## Problem to solve
Count the lines below that contain the word "Option", and reply with only that number.
━━━━━━
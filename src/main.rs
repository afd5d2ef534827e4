//! Headless three-body runner
//!
//! Loads a scenario (or the built-in default), advances it frame by frame and
//! prints the per-frame output: time, step size, error and body states.

use std::path::PathBuf;

use anyhow::{Context, Result};
use clap::Parser;
use threebody::{Acceptance, Frame, ScenarioConfig, Simulation, SystemState};

#[derive(Parser, Debug)]
#[command(version, about = "Integrate the planar three-body problem with adaptive RKF45")]
struct Args {
    /// Scenario YAML file; the built-in scenario is used when omitted
    #[arg(short, long)]
    scenario: Option<PathBuf>,

    /// Number of frames (accepted steps) to run
    #[arg(short, long, default_value_t = 600)]
    frames: u64,

    /// Print every N-th frame
    #[arg(short, long, default_value_t = 60)]
    every: u64,
}

fn load_scenario(path: Option<&PathBuf>) -> Result<ScenarioConfig> {
    match path {
        Some(path) => ScenarioConfig::from_yaml_file(path)
            .with_context(|| format!("loading {}", path.display())),
        None => Ok(ScenarioConfig::default()),
    }
}

fn print_frame(index: u64, frame: &Frame) {
    let marker = match frame.acceptance {
        Acceptance::WithinTolerance => "",
        Acceptance::Forced => " (forced)",
    };
    println!(
        "frame {index:>6}  t = {:>10.3} s  dt = {:.3e} s  err = {:.3e}  proposed = {:.3e}{marker}",
        frame.time, frame.step_size, frame.error, frame.proposed_step_size
    );
    for (i, b) in frame.bodies.iter().enumerate() {
        println!(
            "    body {i}: x = ({:>12.4}, {:>12.4})  v = ({:>10.5}, {:>10.5})  a = ({:>10.6}, {:>10.6})",
            b.x.x, b.x.y, b.v.x, b.v.y, b.a.x, b.a.y
        );
    }
}

fn main() -> Result<()> {
    let _ = tracing_subscriber::fmt()
        .with_env_filter(
            tracing_subscriber::EnvFilter::try_from_default_env()
                .unwrap_or_else(|_| tracing_subscriber::EnvFilter::new("info")),
        )
        .try_init();

    let args = Args::parse();
    let scenario = load_scenario(args.scenario.as_ref())?;
    let mut sim = Simulation::from_scenario(&scenario).context("invalid scenario")?;

    let e0 = sim.total_energy();
    let p0 = sim.total_momentum();
    let every = args.every.max(1);

    for index in 1..=args.frames {
        let frame = sim.tick();
        if index % every == 0 || index == args.frames {
            print_frame(index, &frame);
        }
        if !SystemState::from_bodies(&frame.bodies).is_finite() {
            tracing::warn!(frame = index, t = frame.time, "state became non-finite, stopping");
            break;
        }
    }

    let stats = sim.stats();
    tracing::info!(
        t = sim.time(),
        accepted = stats.accepted_steps,
        rejected = stats.rejected_steps,
        forced = stats.forced_steps,
        fn_evals = stats.fn_evals,
        "run finished"
    );
    tracing::info!(
        energy_drift = (sim.total_energy() - e0) / e0.abs(),
        momentum_drift = (sim.total_momentum() - p0).norm(),
        "conserved quantities"
    );

    Ok(())
}
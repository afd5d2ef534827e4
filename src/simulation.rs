//! Simulation context and per-frame driver
//!
//! [`Simulation`] bundles everything a run needs: the bodies, the clock, the
//! stepper and the read-only configuration. A rendering loop calls
//! [`Simulation::advance_frame`] once per display refresh and draws the
//! returned [`Frame`].

use tracing::{info, trace};

use crate::clock::{Acceptance, AcceptedStep, SimulationClock, Stats};
use crate::config::{ConfigError, IntegratorConfig, ScenarioConfig};
use crate::gravity::GravityField;
use crate::solver::Rkf45;
use crate::state::{self, vector_at, Body, NVec2, SystemState, BODIES};

/// Output of one accepted tick
#[derive(Debug, Clone, Copy, PartialEq)]
pub struct Frame {
    /// Simulation time after the step
    pub time: f64,
    /// Step size that was committed
    pub step_size: f64,
    /// Step size the next tick will attempt
    pub next_step_size: f64,
    /// Error estimate of the committed step
    pub error: f64,
    /// Error-based proposal from the stepper (diagnostic only)
    pub proposed_step_size: f64,
    /// Whether the step was accepted within tolerance or forced at the floor
    pub acceptance: Acceptance,
    /// Body states after the step
    pub bodies: [Body; BODIES],
}

/// A three-body run
#[derive(Debug, Clone)]
pub struct Simulation {
    config: IntegratorConfig,
    initial_bodies: [Body; BODIES],
    initial_step: f64,
    bodies: [Body; BODIES],
    clock: SimulationClock,
    stepper: Rkf45<GravityField>,
    paused: bool,
}

impl Simulation {
    /// Create a run from already validated inputs
    pub fn new(config: IntegratorConfig, bodies: [Body; BODIES], initial_step: f64) -> Self {
        Self {
            config,
            initial_bodies: bodies,
            initial_step,
            bodies,
            clock: SimulationClock::new(&config, initial_step),
            stepper: Rkf45::gravity(&config),
            paused: false,
        }
    }

    /// Validate a scenario and build a run from it
    pub fn from_scenario(scenario: &ScenarioConfig) -> Result<Self, ConfigError> {
        scenario.validate()?;
        let bodies = scenario.to_bodies()?;
        info!(
            g = scenario.integrator.gravitational_constant,
            tol = scenario.integrator.error_tolerance,
            h0 = scenario.initial_step_size,
            "scenario loaded"
        );
        Ok(Self::new(scenario.integrator, bodies, scenario.initial_step_size))
    }

    /// Advance by one accepted step, ignoring the pause flag
    ///
    /// Runs the clock's retry loop and commits the accepted state to every
    /// body at once. Rejected attempts never touch the bodies.
    #[tracing::instrument(level = "trace", skip_all)]
    pub fn tick(&mut self) -> Frame {
        let state = SystemState::from_bodies(&self.bodies);
        let masses = state::masses(&self.bodies);

        let step = self.clock.advance(&self.stepper, &state, &masses);
        self.commit(&step);

        trace!(
            t = self.clock.time(),
            h = step.result.h,
            error = step.result.error,
            rejections = step.rejections,
            "step accepted"
        );

        Frame {
            time: self.clock.time(),
            step_size: step.result.h,
            next_step_size: step.next_h,
            error: step.result.error,
            proposed_step_size: step.result.h_proposed,
            acceptance: step.acceptance,
            bodies: self.bodies,
        }
    }

    /// Advance one display frame
    ///
    /// Returns `None` without touching the integrator while paused.
    pub fn advance_frame(&mut self) -> Option<Frame> {
        if self.paused {
            return None;
        }
        Some(self.tick())
    }

    fn commit(&mut self, step: &AcceptedStep) {
        let next = &step.result.state;
        for (i, body) in self.bodies.iter_mut().enumerate() {
            body.update(
                next.position(i),
                next.velocity(i),
                vector_at(&step.result.accelerations, i),
            );
        }
    }

    /// Stop taking ticks
    pub fn pause(&mut self) {
        self.paused = true;
    }

    /// Resume taking ticks
    pub fn resume(&mut self) {
        self.paused = false;
    }

    /// Flip the pause flag, returning the new state
    pub fn toggle_pause(&mut self) -> bool {
        self.paused = !self.paused;
        self.paused
    }

    /// Whether ticks are suspended
    pub fn is_paused(&self) -> bool {
        self.paused
    }

    /// Re-create bodies and clock from the initial conditions
    ///
    /// The pause flag is left as it was.
    pub fn reset(&mut self) {
        self.bodies = self.initial_bodies;
        self.clock = SimulationClock::new(&self.config, self.initial_step);
    }

    /// Current body states
    pub fn bodies(&self) -> &[Body; BODIES] {
        &self.bodies
    }

    /// Elapsed simulation time
    pub fn time(&self) -> f64 {
        self.clock.time()
    }

    /// Step size the next tick will attempt
    pub fn step_size(&self) -> f64 {
        self.clock.step_size()
    }

    /// Integration statistics since start or last reset
    pub fn stats(&self) -> &Stats {
        &self.clock.stats
    }

    /// Configuration of this run
    pub fn config(&self) -> &IntegratorConfig {
        &self.config
    }

    /// Total linear momentum
    pub fn total_momentum(&self) -> NVec2 {
        state::total_momentum(&self.bodies)
    }

    /// Kinetic plus gravitational potential energy
    pub fn total_energy(&self) -> f64 {
        let positions = SystemState::from_bodies(&self.bodies).positions;
        let masses = state::masses(&self.bodies);
        state::kinetic_energy(&self.bodies)
            + self.stepper.field().potential_energy(&positions, &masses)
    }
}

#[cfg(test)]
mod tests {
    use super::*;

    fn default_run() -> Simulation {
        Simulation::from_scenario(&ScenarioConfig::default()).unwrap()
    }

    #[test]
    fn tick_commits_all_bodies_and_advances_time() {
        let mut sim = default_run();
        let before = *sim.bodies();

        let frame = sim.tick();

        assert_eq!(frame.time, frame.step_size);
        assert_eq!(sim.time(), frame.time);
        assert_eq!(frame.bodies, *sim.bodies());
        for (b0, b1) in before.iter().zip(sim.bodies()) {
            assert_ne!(b0.x, b1.x);
            assert_ne!(b0.v, b1.v);
            assert_ne!(b1.a, NVec2::zeros());
            assert_eq!(b0.m, b1.m);
        }
    }

    #[test]
    fn paused_frames_do_not_advance() {
        let mut sim = default_run();
        sim.tick();
        let snapshot = *sim.bodies();
        let t = sim.time();
        let stats = sim.stats().clone();

        assert!(sim.toggle_pause());
        assert!(sim.advance_frame().is_none());
        assert!(sim.advance_frame().is_none());

        assert_eq!(*sim.bodies(), snapshot);
        assert_eq!(sim.time(), t);
        assert_eq!(*sim.stats(), stats);

        sim.resume();
        assert!(!sim.is_paused());
        assert!(sim.advance_frame().is_some());
        assert!(sim.time() > t);
    }

    #[test]
    fn reset_restores_initial_conditions() {
        let mut sim = default_run();
        let initial = *sim.bodies();
        let h0 = sim.step_size();
        for _ in 0..50 {
            sim.tick();
        }
        sim.pause();

        sim.reset();

        assert_eq!(*sim.bodies(), initial);
        assert_eq!(sim.time(), 0.0);
        assert_eq!(sim.step_size(), h0);
        assert_eq!(*sim.stats(), Stats::default());
        assert!(sim.is_paused());
    }

    #[test]
    fn rerun_after_reset_is_reproducible() {
        let mut sim = default_run();
        let first: Vec<Frame> = (0..20).map(|_| sim.tick()).collect();
        sim.reset();
        let second: Vec<Frame> = (0..20).map(|_| sim.tick()).collect();
        assert_eq!(first, second);
    }

    #[test]
    fn invalid_scenario_is_rejected() {
        let mut scenario = ScenarioConfig::default();
        scenario.bodies[0].m = -1.0;
        assert!(Simulation::from_scenario(&scenario).is_err());
    }
}
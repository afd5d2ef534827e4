//! Core state types for the three-body simulation.
//!
//! - [`Body`] holds one point mass with `NVec2` vectors.
//! - [`SystemState`] is the 12-scalar phase-space point the integrator
//!   advances, stored per axis as `[x0, x1, x2, y0, y1, y2]`.

use nalgebra::Vector2;

/// 2D vector used for body kinematics
pub type NVec2 = Vector2<f64>;

/// Number of bodies in a run
pub const BODIES: usize = 3;

/// Length of a per-axis component array (x block followed by y block)
pub const AXES_LEN: usize = 2 * BODIES;

/// Per-axis component array: `[x0, x1, x2, y0, y1, y2]`
pub type Axes = [f64; AXES_LEN];

/// Unordered body pairs `(i, j)` with `i < j`, in summation order
pub const PAIRS: [(usize, usize); 3] = [(0, 1), (0, 2), (1, 2)];

/// Read body `i` out of a per-axis array.
#[inline]
pub fn vector_at(axes: &Axes, i: usize) -> NVec2 {
    NVec2::new(axes[i], axes[BODIES + i])
}

/// Build a per-axis array from one vector per body.
pub fn axes_from(vectors: [NVec2; BODIES]) -> Axes {
    let mut axes = [0.0; AXES_LEN];
    for (i, v) in vectors.iter().enumerate() {
        axes[i] = v.x;
        axes[BODIES + i] = v.y;
    }
    axes
}

/// One gravitating point mass.
#[derive(Debug, Clone, Copy, PartialEq)]
pub struct Body {
    /// Position
    pub x: NVec2,
    /// Velocity
    pub v: NVec2,
    /// Mean acceleration over the last accepted step
    pub a: NVec2,
    /// Mass, constant for the run
    pub m: f64,
}

impl Body {
    /// Create a body with zero acceleration; `a` is filled by the first step.
    pub fn new(m: f64, x: NVec2, v: NVec2) -> Self {
        Self { x, v, a: NVec2::zeros(), m }
    }

    /// Overwrite the kinematic state from an accepted step.
    pub fn update(&mut self, x: NVec2, v: NVec2, a: NVec2) {
        self.x = x;
        self.v = v;
        self.a = a;
    }

    /// Linear momentum `m v`
    pub fn momentum(&self) -> NVec2 {
        self.v * self.m
    }

    /// Kinetic energy `m |v|² / 2`
    pub fn kinetic_energy(&self) -> f64 {
        0.5 * self.m * self.v.norm_squared()
    }
}

/// Positions and velocities of all bodies at a single instant.
#[derive(Debug, Clone, Copy, PartialEq)]
pub struct SystemState {
    /// Positions `[x0, x1, x2, y0, y1, y2]`
    pub positions: Axes,
    /// Velocities `[vx0, vx1, vx2, vy0, vy1, vy2]`
    pub velocities: Axes,
}

impl SystemState {
    /// Snapshot the positions and velocities of `bodies`.
    pub fn from_bodies(bodies: &[Body; BODIES]) -> Self {
        Self {
            positions: axes_from([bodies[0].x, bodies[1].x, bodies[2].x]),
            velocities: axes_from([bodies[0].v, bodies[1].v, bodies[2].v]),
        }
    }

    /// Position of body `i`
    pub fn position(&self, i: usize) -> NVec2 {
        vector_at(&self.positions, i)
    }

    /// Velocity of body `i`
    pub fn velocity(&self, i: usize) -> NVec2 {
        vector_at(&self.velocities, i)
    }

    /// True when every component is a finite number.
    pub fn is_finite(&self) -> bool {
        self.positions
            .iter()
            .chain(self.velocities.iter())
            .all(|c| c.is_finite())
    }
}

/// Masses in body order.
pub fn masses(bodies: &[Body; BODIES]) -> [f64; BODIES] {
    [bodies[0].m, bodies[1].m, bodies[2].m]
}

/// Total linear momentum `Σ m_i v_i`.
pub fn total_momentum(bodies: &[Body]) -> NVec2 {
    bodies.iter().fold(NVec2::zeros(), |p, b| p + b.momentum())
}

/// Total kinetic energy of `bodies`.
pub fn kinetic_energy(bodies: &[Body]) -> f64 {
    bodies.iter().map(Body::kinetic_energy).sum()
}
━━━━━━
## Task answer
3